MATERIAL PROVIDED:
pub mod db_user;
pub mod identity_user;

pub use db_user::*;
pub use identity_user::*;
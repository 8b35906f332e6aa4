use std::env;

use user_audit::clerk::ClerkClient;
use user_audit::config::Config;
use user_audit::d1::D1Client;
use user_audit::report::{reconcile, render_report};

use tracing_subscriber::{layer::SubscriberExt, util::SubscriberInitExt};

#[tokio::main]
async fn main() -> anyhow::Result<()> {
    // Initialize tracing
    tracing_subscriber::registry()
        .with(
            tracing_subscriber::EnvFilter::try_from_default_env()
                .unwrap_or_else(|_| "user_audit=info".into()),
        )
        .with(tracing_subscriber::fmt::layer())
        .init();

    // Load configuration
    let project_root = env::current_dir()?;
    let config = Config::load(&project_root)?;

    tracing::info!("Fetching Clerk users...");
    let clerk = ClerkClient::new(&config);
    let clerk_users = clerk.fetch_all_users().await?;

    tracing::info!("Querying D1 database...");
    let d1 = D1Client::new(&config);
    let db_users = d1.fetch_user_summaries().await?;

    let rows = reconcile(&clerk_users, &db_users);
    print!("\n{}", render_report(&rows, clerk_users.len(), db_users.len()));

    Ok(())
}
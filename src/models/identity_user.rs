/// Normalized snapshot of a Clerk user, valid for one audit run.
#[derive(Debug, Clone, PartialEq, Eq)]
pub struct IdentityUser {
    /// Opaque Clerk user identifier (`user_...`).
    pub id: String,
    /// First listed email address, empty if the account has none.
    pub email: String,
    /// Account creation time, UTC, `YYYY-MM-DD HH:MM:SS`.
    pub created_at: String,
}
use std::time::Duration;

use chrono::{DateTime, Utc};
use reqwest::Client;
use serde::Deserialize;

use crate::config::Config;
use crate::error::{AppError, AppResult};
use crate::models::IdentityUser;

const PAGE_SIZE: usize = 100;
const USER_AGENT: &str = "packzen-admin/1.0";

/// Client for the Clerk user-listing API.
pub struct ClerkClient {
    http: Client,
    api_base: String,
    secret_key: String,
}

/// Raw user record as returned by the API.
#[derive(Debug, Deserialize)]
struct ClerkUser {
    id: String,
    #[serde(default)]
    email_addresses: Vec<EmailAddress>,
    #[serde(default)]
    created_at: i64,
}

#[derive(Debug, Deserialize)]
struct EmailAddress {
    #[serde(default)]
    email_address: String,
}

/// Clerk has returned both a bare array and a `{"data": [...]}` wrapper for
/// this endpoint; both shapes are normalized here.
#[derive(Debug, Deserialize)]
#[serde(untagged)]
enum UsersPage {
    Bare(Vec<ClerkUser>),
    Wrapped { data: Vec<ClerkUser> },
}

impl UsersPage {
    fn into_users(self) -> Vec<ClerkUser> {
        match self {
            UsersPage::Bare(users) => users,
            UsersPage::Wrapped { data } => data,
        }
    }
}

impl From<ClerkUser> for IdentityUser {
    fn from(raw: ClerkUser) -> Self {
        let email = raw
            .email_addresses
            .into_iter()
            .next()
            .map(|e| e.email_address)
            .unwrap_or_default();
        IdentityUser {
            id: raw.id,
            email,
            created_at: format_created_at(raw.created_at),
        }
    }
}

/// Millisecond epoch to UTC `YYYY-MM-DD HH:MM:SS`. An out-of-range value
/// renders as the epoch.
fn format_created_at(millis: i64) -> String {
    DateTime::<Utc>::from_timestamp_millis(millis)
        .unwrap_or_default()
        .format("%Y-%m-%d %H:%M:%S")
        .to_string()
}

impl ClerkClient {
    pub fn new(config: &Config) -> Self {
        Self {
            http: Client::builder()
                .timeout(Duration::from_secs(30))
                .build()
                .expect("Failed to create HTTP client"),
            api_base: config.clerk_api_base.clone(),
            secret_key: config.clerk_secret_key.clone(),
        }
    }

    /// Fetches every user, one page at a time. Stops on the first page that
    /// comes back shorter than the page size. Any transport or decode error
    /// aborts the run; there is no retry.
    pub async fn fetch_all_users(&self) -> AppResult<Vec<IdentityUser>> {
        let mut users = Vec::new();
        let mut page = 1u32;

        loop {
            let batch = self.fetch_page(page).await?;
            let batch_len = batch.len();
            users.extend(batch.into_iter().map(IdentityUser::from));
            if batch_len < PAGE_SIZE {
                break;
            }
            page += 1;
        }

        tracing::info!("Fetched {} Clerk users in {} page(s)", users.len(), page);
        Ok(users)
    }

    async fn fetch_page(&self, page: u32) -> AppResult<Vec<ClerkUser>> {
        let url = format!(
            "{}/v1/users?limit={}&page={}",
            self.api_base, PAGE_SIZE, page
        );
        let response = self
            .http
            .get(&url)
            .header("Authorization", format!("Bearer {}", self.secret_key))
            .header("Content-Type", "application/json")
            .header("User-Agent", USER_AGENT)
            .send()
            .await?;

        if !response.status().is_success() {
            let status = response.status();
            let body = response.text().await.unwrap_or_default();
            tracing::error!("Clerk user list failed: status={}, body={}", status, body);
            return Err(AppError::Api { status, body });
        }

        let users_page: UsersPage = response.json().await?;
        Ok(users_page.into_users())
    }
}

PROBLEM STATEMENT:
Please reproduce the lines from the line with "to create HTTP" to the line with "or decode error", both ends included, exactly as they appear above.

FINISHED TASK:
                .expect("Failed to create HTTP client"),
            api_base: config.clerk_api_base.clone(),
            secret_key: config.clerk_secret_key.clone(),
        }
    }

    /// Fetches every user, one page at a time. Stops on the first page that
    /// comes back shorter than the page size. Any transport or decode error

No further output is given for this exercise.